Saved data entries
Start of Block

//! Capacity provisioner
//!
//! Allocates addresses one at a time and registers each one into the shared
//! bandwidth package. Every allocation is independent: a failure is
//! recorded and the remaining allocations still run.

use crate::config::AllocationParams;
use crate::engine::report::{ItemFailure, Step};
use crate::traits::AddressService;
use tracing::{info, warn};

/// Outcome of one provisioning run
#[derive(Debug, Clone, Default, PartialEq, Eq)]
pub struct ProvisionOutcome {
    /// Allocation ids allocated and registered into the package
    pub provisioned: Vec<String>,
    /// Allocations or registrations that failed
    pub failures: Vec<ItemFailure>,
}

/// Allocate `count` addresses and add each to `bandwidth_package_id`
///
/// An address that was allocated but could not join the package is still
/// allocated; it is reported as a failure and left for the reclaimer.
pub async fn provision(
    addresses: &dyn AddressService,
    count: usize,
    params: &AllocationParams,
    bandwidth_package_id: &str,
) -> ProvisionOutcome {
    let mut outcome = ProvisionOutcome::default();

    if count == 0 {
        return outcome;
    }

    info!(
        "Provisioning {} address(es) (ISP {}, {}) into {}",
        count,
        params.isp,
        params.internet_charge_type.as_str(),
        bandwidth_package_id
    );

    for n in 1..=count {
        let allocated = match addresses.allocate_address(params).await {
            Ok(allocated) => allocated,
            Err(e) => {
                warn!("Allocation {}/{} failed: {}", n, count, e);
                outcome
                    .failures
                    .push(ItemFailure::new(format!("allocation #{}", n), Step::Allocate, &e));
                continue;
            }
        };

        if let Err(e) = addresses
            .add_to_bandwidth_package(&allocated.allocation_id, bandwidth_package_id)
            .await
        {
            warn!(
                "Address {} could not join bandwidth package {}: {}",
                allocated.allocation_id, bandwidth_package_id, e
            );
            outcome.failures.push(ItemFailure::new(
                allocated.allocation_id,
                Step::JoinBandwidthPackage,
                &e,
            ));
            continue;
        }

        info!(
            "Provisioned {}/{}: {} ({})",
            n,
            count,
            allocated.allocation_id,
            allocated
                .ip
                .map(|ip| ip.to_string())
                .unwrap_or_else(|| "ip pending".to_string())
        );
        outcome.provisioned.push(allocated.allocation_id);
    }

    outcome
}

End of Block

#### TASK TO CARRY OUT:
Read the entries and show each line that mentions "AddressService".

#### ANSWER AREA:
use crate::traits::AddressService;
    addresses: &dyn AddressService,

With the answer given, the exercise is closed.